In some of my previous posts, I talked about anomaly detection — ways of finding the odd one out, the unexpected little thing that’s rare, mostly undefined and often unwanted.
What if you were looking for a specific, rare thing? What if you wanted to find the nugget of gold in a pile of river mud, the needle in a haystack?
In a situation where we have lots of examples for one or more cases, and few examples of others, we call the dataset “imbalanced”.
For machine learning, these datasets pose a particular challenge. It is hard to learn from rare examples, especially considering that machine learning thrives on repeated exposure to large quantities of data.
Now, even with imbalanced datasets your ML model can still be successful and extremely precise. If the distinction between the common examples and the rare types is strong enough (think one is a Zebra while the other is a garden hose), the right model will be able to distinguish the different types of data very well. But often, the data is noisy or the common and rare cases are so similar that they are hard to distinguish even for human experts.
Medical or financial applications come to mind: We want to be able to diagnose rare diseases with the same certainty as common ones and businesses want certainty before they accuse their customers of illicit dealings.
So how imbalanced is “imbalanced”? While a lot of that is really up to the dataset itself, as a rule of thumb any difference greater than 1:10 between two classes can be considered imbalanced.
But the difference in the number of examples is not really the clincher. It’s how well your model can deal with it. And that’s where imbalance can trip you up:
Accuracy is a very common metric for machine learning models. It’s a simple number that tells us how much of its predictions the model got “right” — and that sounds like what you want. But for imbalanced data, this can be very deceiving. If youwanted to build a “vintage-car-detector” and only 1 in 1000 cars is a vintage model, then you could simply have the model output “modern car” by default without any learning and it would be 99.9% accurate, but useless. Not only would you miss out on all the vintage cars, the model could result in losing vintage cars irrevocably because their number is limited.
Another way that a badly calibrated model could result in a bad business outcome is misclassifying a modern car as vintage and upon attempting to sell it causing the customer to accuse you of fraud. This can be costly in both money for possible lawsuits as well as immeasurable damage to your reputation.
What we need is a way to express the needs of the business in terms of getting the answer right or wrong.
If this feels daunting or just annoying because it looks mathy, you can have a look at this example of a hypothetical use case that uses the metrics I’m introducing in a practical setting: Data Science in Business — Precision and Recall.
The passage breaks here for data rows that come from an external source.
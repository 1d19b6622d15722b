use actix_web::{web, HttpResponse};
use chrono::NaiveDate;
use serde::{Deserialize, Serialize};

use crate::config::BookingPolicy;
use crate::db::store::{CabanaFilter, ReservationStore};
use crate::errors::BookingError;
use crate::models::reservation::QuoteRequest;
use crate::services::{
    availability_service::AvailabilityService, booking_service::BookingService,
};

#[derive(Deserialize)]
pub struct QueryParams {
    limit: Option<u16>,
    search: Option<String>,
}

#[derive(Deserialize)]
pub struct AvailabilityParams {
    #[serde(rename = "checkIn")]
    check_in: NaiveDate,
    #[serde(rename = "checkOut")]
    check_out: NaiveDate,
}

#[derive(Serialize)]
struct AvailabilityResponse {
    #[serde(rename = "disponible")]
    available: bool,
}

/*
    /api/cabanas
*/
pub async fn get_cabanas(
    store: web::Data<dyn ReservationStore>,
    params: web::Query<QueryParams>,
) -> Result<HttpResponse, BookingError> {
    let params = params.into_inner();
    let filter = CabanaFilter {
        search: params.search,
        limit: params.limit,
    };
    let cabanas = store.list_cabanas(&filter).await?;
    Ok(HttpResponse::Ok().json(cabanas))
}

/*
    /api/cabanas/{id}
*/
pub async fn get_by_id(
    store: web::Data<dyn ReservationStore>,
    path: web::Path<String>,
) -> Result<HttpResponse, BookingError> {
    let id = BookingService::parse_id(&path.into_inner())?;
    let cabana = BookingService::load_cabana(store.get_ref(), &id).await?;
    Ok(HttpResponse::Ok().json(cabana))
}

/*
    /api/cabanas/{id}/booked-dates
*/
pub async fn booked_dates(
    store: web::Data<dyn ReservationStore>,
    path: web::Path<String>,
) -> Result<HttpResponse, BookingError> {
    let id = BookingService::parse_id(&path.into_inner())?;
    BookingService::load_cabana(store.get_ref(), &id).await?;

    let booked = store.blocking_bookings(&id).await?;
    let dates: Vec<NaiveDate> = AvailabilityService::booked_dates(&booked)
        .into_iter()
        .collect();
    Ok(HttpResponse::Ok().json(dates))
}

/*
    /api/cabanas/{id}/availability?checkIn=YYYY-MM-DD&checkOut=YYYY-MM-DD
*/
pub async fn availability(
    store: web::Data<dyn ReservationStore>,
    policy: web::Data<BookingPolicy>,
    path: web::Path<String>,
    params: web::Query<AvailabilityParams>,
) -> Result<HttpResponse, BookingError> {
    let id = BookingService::parse_id(&path.into_inner())?;
    let stay = BookingService::validate_interval(params.check_in, params.check_out, &policy)?;
    BookingService::load_cabana(store.get_ref(), &id).await?;

    let available = BookingService::is_available(store.get_ref(), &id, &stay).await?;
    Ok(HttpResponse::Ok().json(AvailabilityResponse { available }))
}

/*
    /api/cabanas/{id}/quote
*/
pub async fn quote(
    store: web::Data<dyn ReservationStore>,
    policy: web::Data<BookingPolicy>,
    path: web::Path<String>,
    input: web::Json<QuoteRequest>,
) -> Result<HttpResponse, BookingError> {
    let id = BookingService::parse_id(&path.into_inner())?;
    let cabana = BookingService::load_cabana(store.get_ref(), &id).await?;
    let breakdown = BookingService::quote(&cabana, &input.into_inner(), &policy)?;
    Ok(HttpResponse::Ok().json(breakdown))
}
pub mod cabana;
pub mod pricing;
pub mod reservation;
pub mod search;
The easiest way to show how confused a model is about its results is called a “confusion matrix”. For a binary/yes-no case, it’s a simple 2×2 grid comparing the real true (let’s call it 1) and false (let’s call this one 0) values against the true and false values given by the model. That results in four possibilities:
- The true value is 1, the model says it’s 1.
- The true value is 0, the model says it’s 0.
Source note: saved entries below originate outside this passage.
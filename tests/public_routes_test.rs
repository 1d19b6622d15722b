mod common;

use actix_web::test;
use cabanas_api::config::BookingPolicy;
use serde_json::json;

use common::{date, forest_cabin, lake_cabin, TestApp};

#[actix_rt::test]
async fn test_health_check() {
    let test_app = TestApp::new();
    let app = test::init_service(test_app.create_app()).await;

    let req = test::TestRequest::get().uri("/health").to_request();
    let resp = test::call_service(&app, req).await;
    assert!(resp.status().is_success());

    let body: serde_json::Value = test::read_body_json(resp).await;
    assert_eq!(body["status"], "ok");
    assert_eq!(body["services"]["store"]["status"], "ok");
}

#[actix_rt::test]
async fn test_list_cabanas_with_search() {
    let test_app = TestApp::new();
    test_app.add_cabana(lake_cabin()).await;
    test_app.add_cabana(forest_cabin()).await;
    let app = test::init_service(test_app.create_app()).await;

    let req = test::TestRequest::get().uri("/api/cabanas").to_request();
    let body: serde_json::Value = test::call_and_read_body_json(&app, req).await;
    assert_eq!(body.as_array().unwrap().len(), 2);

    let req = test::TestRequest::get()
        .uri("/api/cabanas?search=caba%C3%B1a%20del%20b")
        .to_request();
    let body: serde_json::Value = test::call_and_read_body_json(&app, req).await;
    let cabanas = body.as_array().unwrap();
    assert_eq!(cabanas.len(), 1);
    assert_eq!(cabanas[0]["nombre"], "Cabaña del Bosque");
    assert_eq!(cabanas[0]["destacada"], true);
}

#[actix_rt::test]
async fn test_get_cabana_errors() {
    let test_app = TestApp::new();
    let app = test::init_service(test_app.create_app()).await;

    let req = test::TestRequest::get().uri("/api/cabanas/not-an-id").to_request();
    let resp = test::call_service(&app, req).await;
    assert_eq!(resp.status(), 400);

    let req = test::TestRequest::get()
        .uri("/api/cabanas/65a1b2c3d4e5f60718293a4b")
        .to_request();
    let resp = test::call_service(&app, req).await;
    assert_eq!(resp.status(), 404);
    let body: serde_json::Value = test::read_body_json(resp).await;
    assert!(body["error"].as_str().unwrap().contains("not found"));
}

#[actix_rt::test]
async fn test_quote_in_season_with_extra_guests() {
    let test_app = TestApp::new();
    let id = test_app.add_cabana(lake_cabin()).await;
    let app = test::init_service(test_app.create_app()).await;

    let req = test::TestRequest::post()
        .uri(&format!("/api/cabanas/{}/quote", id))
        .set_json(json!({
            "checkIn": "2024-01-10",
            "checkOut": "2024-01-12",
            "adultos": 3,
            "menores": 1,
            "menores3": 2
        }))
        .to_request();
    let resp = test::call_service(&app, req).await;
    assert!(resp.status().is_success());

    let body: serde_json::Value = test::read_body_json(resp).await;
    assert_eq!(body["noches"], 2);
    assert_eq!(body["adicionalPersonasPorNoche"], 30.0);
    assert_eq!(body["total"], 2.0 * (150.0 + 30.0));
    let nights = body["desglose"].as_array().unwrap();
    assert_eq!(nights.len(), 2);
    assert_eq!(nights[0]["fecha"], "2024-01-10");
    assert_eq!(nights[0]["precioBase"], 150.0);
    assert_eq!(nights[0]["precioTotal"], 180.0);
    assert_eq!(nights[0]["temporada"], "Verano");
    assert_eq!(nights[0]["esTemporadaEspecial"], true);
}

#[actix_rt::test]
async fn test_quote_without_dates_is_zero() {
    let test_app = TestApp::new();
    let id = test_app.add_cabana(lake_cabin()).await;
    let app = test::init_service(test_app.create_app()).await;

    let req = test::TestRequest::post()
        .uri(&format!("/api/cabanas/{}/quote", id))
        .set_json(json!({ "adultos": 2 }))
        .to_request();
    let body: serde_json::Value = test::call_and_read_body_json(&app, req).await;
    assert_eq!(body["total"], 0.0);
    assert_eq!(body["noches"], 0);
    assert!(body["desglose"].as_array().unwrap().is_empty());
}

#[actix_rt::test]
async fn test_quote_rejects_invalid_requests() {
    let test_app = TestApp::new();
    let id = test_app.add_cabana(lake_cabin()).await;
    let app = test::init_service(test_app.create_app()).await;

    // check-out not after check-in
    let req = test::TestRequest::post()
        .uri(&format!("/api/cabanas/{}/quote", id))
        .set_json(json!({ "checkIn": "2024-03-10", "checkOut": "2024-03-10", "adultos": 2 }))
        .to_request();
    assert_eq!(test::call_service(&app, req).await.status(), 400);

    // five adults in a cabin that takes four
    let req = test::TestRequest::post()
        .uri(&format!("/api/cabanas/{}/quote", id))
        .set_json(json!({ "checkIn": "2024-03-10", "checkOut": "2024-03-12", "adultos": 5 }))
        .to_request();
    let resp = test::call_service(&app, req).await;
    assert_eq!(resp.status(), 400);
    let body: serde_json::Value = test::read_body_json(resp).await;
    assert!(body["error"].as_str().unwrap().contains("adults"));

    // malformed body
    let req = test::TestRequest::post()
        .uri(&format!("/api/cabanas/{}/quote", id))
        .set_json(json!({ "checkIn": "tomorrow", "adultos": 2 }))
        .to_request();
    let resp = test::call_service(&app, req).await;
    assert_eq!(resp.status(), 400);
    let body: serde_json::Value = test::read_body_json(resp).await;
    assert!(body["error"].is_string());
}

#[actix_rt::test]
async fn test_reservation_blocks_boundary_dates() {
    let test_app = TestApp::new();
    let id = test_app.add_cabana(lake_cabin()).await;
    let app = test::init_service(test_app.create_app()).await;

    let req = test::TestRequest::post()
        .uri(&format!("/api/cabanas/{}/reservations", id))
        .set_json(json!({
            "huesped": { "nombre": "Marta", "email": "marta@example.com" },
            "checkIn": "2024-03-10",
            "checkOut": "2024-03-15",
            "adultos": 2
        }))
        .to_request();
    let resp = test::call_service(&app, req).await;
    assert_eq!(resp.status(), 201);
    let created: serde_json::Value = test::read_body_json(resp).await;
    assert_eq!(created["status"], "pending");
    assert_eq!(created["noches"], 5);
    assert_eq!(created["total"], 500.0);
    assert_eq!(created["desglosePrecios"].as_array().unwrap().len(), 5);

    let reservation_id = created["_id"]["$oid"].as_str().unwrap().to_string();
    let req = test::TestRequest::get()
        .uri(&format!("/api/reservations/{}", reservation_id))
        .to_request();
    let fetched: serde_json::Value = test::call_and_read_body_json(&app, req).await;
    assert_eq!(fetched["codigo"], created["codigo"]);

    // check-in on the previous guest's check-out day
    let req = test::TestRequest::post()
        .uri(&format!("/api/cabanas/{}/reservations", id))
        .set_json(json!({
            "huesped": { "nombre": "Jose", "email": "jose@example.com" },
            "checkIn": "2024-03-15",
            "checkOut": "2024-03-18",
            "adultos": 2
        }))
        .to_request();
    assert_eq!(test::call_service(&app, req).await.status(), 409);

    let req = test::TestRequest::get()
        .uri(&format!(
            "/api/cabanas/{}/availability?checkIn=2024-03-15&checkOut=2024-03-18",
            id
        ))
        .to_request();
    let body: serde_json::Value = test::call_and_read_body_json(&app, req).await;
    assert_eq!(body["disponible"], false);

    let req = test::TestRequest::get()
        .uri(&format!(
            "/api/cabanas/{}/availability?checkIn=2024-03-16&checkOut=2024-03-18",
            id
        ))
        .to_request();
    let body: serde_json::Value = test::call_and_read_body_json(&app, req).await;
    assert_eq!(body["disponible"], true);

    let req = test::TestRequest::get()
        .uri(&format!("/api/cabanas/{}/booked-dates", id))
        .to_request();
    let body: serde_json::Value = test::call_and_read_body_json(&app, req).await;
    let days = body.as_array().unwrap();
    assert_eq!(days.len(), 6);
    assert_eq!(days[0], "2024-03-10");
    assert_eq!(days[5], "2024-03-15");
}

#[actix_rt::test]
async fn test_search_ranks_free_cabins_within_budget() {
    let test_app = TestApp::new();
    let lake = test_app.add_cabana(lake_cabin()).await;
    test_app.add_cabana(forest_cabin()).await;
    let app = test::init_service(test_app.create_app()).await;

    let search = json!({
        "checkIn": "2024-04-01",
        "checkOut": "2024-04-03",
        "adultos": 2,
        "menores": 1
    });

    // No budget: forest 20 (4/3) + 20 (base 180) + 20 featured + 5 wifi = 65,
    // lake 30 (6/3) + 30 (base 100) + 15 pool + 10 grill = 85.
    let req = test::TestRequest::post()
        .uri("/api/search")
        .set_json(&search)
        .to_request();
    let body: serde_json::Value = test::call_and_read_body_json(&app, req).await;
    let results = body.as_array().unwrap();
    assert_eq!(results.len(), 2);
    assert_eq!(results[0]["cabana"]["nombre"], "Cabaña del Lago");
    assert_eq!(results[0]["total_score"], 85.0);
    assert_eq!(results[0]["precioEstimado"], 220.0);
    assert_eq!(results[1]["total_score"], 65.0);
    assert_eq!(results[1]["precioEstimado"], 360.0);

    // Forest costs 360 for the stay, over a 300 budget.
    let mut with_budget = search.clone();
    with_budget["presupuestoMaximo"] = json!(300);
    let req = test::TestRequest::post()
        .uri("/api/search")
        .set_json(&with_budget)
        .to_request();
    let body: serde_json::Value = test::call_and_read_body_json(&app, req).await;
    let results = body.as_array().unwrap();
    assert_eq!(results.len(), 1);
    assert_eq!(results[0]["cabana"]["nombre"], "Cabaña del Lago");

    // Booking the lake cabin removes it from the results.
    let req = test::TestRequest::post()
        .uri(&format!("/api/cabanas/{}/reservations", lake))
        .set_json(json!({
            "huesped": { "nombre": "Rosa", "email": "rosa@example.com" },
            "checkIn": date(2024, 4, 3).to_string(),
            "checkOut": date(2024, 4, 5).to_string(),
            "adultos": 2
        }))
        .to_request();
    assert_eq!(test::call_service(&app, req).await.status(), 201);

    let req = test::TestRequest::post()
        .uri("/api/search")
        .set_json(&search)
        .to_request();
    let body: serde_json::Value = test::call_and_read_body_json(&app, req).await;
    let results = body.as_array().unwrap();
    assert_eq!(results.len(), 1);
    assert_eq!(results[0]["cabana"]["nombre"], "Cabaña del Bosque");
}

#[actix_rt::test]
async fn test_overlong_stays_are_rejected() {
    let test_app = TestApp::with_policy(BookingPolicy { max_nights: 7 });
    let id = test_app.add_cabana(lake_cabin()).await;
    let app = test::init_service(test_app.create_app()).await;

    let req = test::TestRequest::post()
        .uri(&format!("/api/cabanas/{}/quote", id))
        .set_json(json!({ "checkIn": "2024-03-01", "checkOut": "2024-03-08", "adultos": 2 }))
        .to_request();
    let body: serde_json::Value = test::call_and_read_body_json(&app, req).await;
    assert_eq!(body["noches"], 7);

    let req = test::TestRequest::post()
        .uri(&format!("/api/cabanas/{}/quote", id))
        .set_json(json!({ "checkIn": "0001-01-01", "checkOut": "9999-12-31", "adultos": 2 }))
        .to_request();
    let resp = test::call_service(&app, req).await;
    assert_eq!(resp.status(), 400);
    let body: serde_json::Value = test::read_body_json(resp).await;
    assert!(body["error"].as_str().unwrap().contains("7 nights"));

    let req = test::TestRequest::post()
        .uri(&format!("/api/cabanas/{}/reservations", id))
        .set_json(json!({
            "huesped": { "nombre": "Marta", "email": "marta@example.com" },
            "checkIn": "2024-03-01",
            "checkOut": "2024-03-20",
            "adultos": 2
        }))
        .to_request();
    assert_eq!(test::call_service(&app, req).await.status(), 400);

    let req = test::TestRequest::post()
        .uri("/api/search")
        .set_json(json!({ "checkIn": "2024-03-01", "checkOut": "2024-04-01", "adultos": 2 }))
        .to_request();
    assert_eq!(test::call_service(&app, req).await.status(), 400);
}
- The true value is 1, the model says it’s 0.
- The true value is 0, the model says it’s 1.
The technical terms for these cases are True Positive (TP), True Negative (TN), False Positive (FP) and False Negative (FN). The 2×2 grid has one field for each of these:
Now we can distinguish the business critical cases of missing an event or falsely predicting one.
We can take these values and their ratios to create new metrics that give more detailed information about the model’s performance, especially when the number of cases in the dataset are not equal. The two most important metrics in this regard are called “Recall” and “Precision”. Recall is also called the True Positive Rate or just Hit Rate, because it represents the fraction of positive target values that have been identified correctly. Precision is the measure of the correctly identified positive values in all proposed positive values. Precision is often also called the Positive Predictive Value, because it is an indicator of a model’s reliability. While they might sound very similar, they describe very different behaviours of the model. Imagine our example from before, the vintage-classifier, in reverse: If it classified every car as vintage, it would have perfect recall, but its precision would be horrible. And it would get worse the more data points you add!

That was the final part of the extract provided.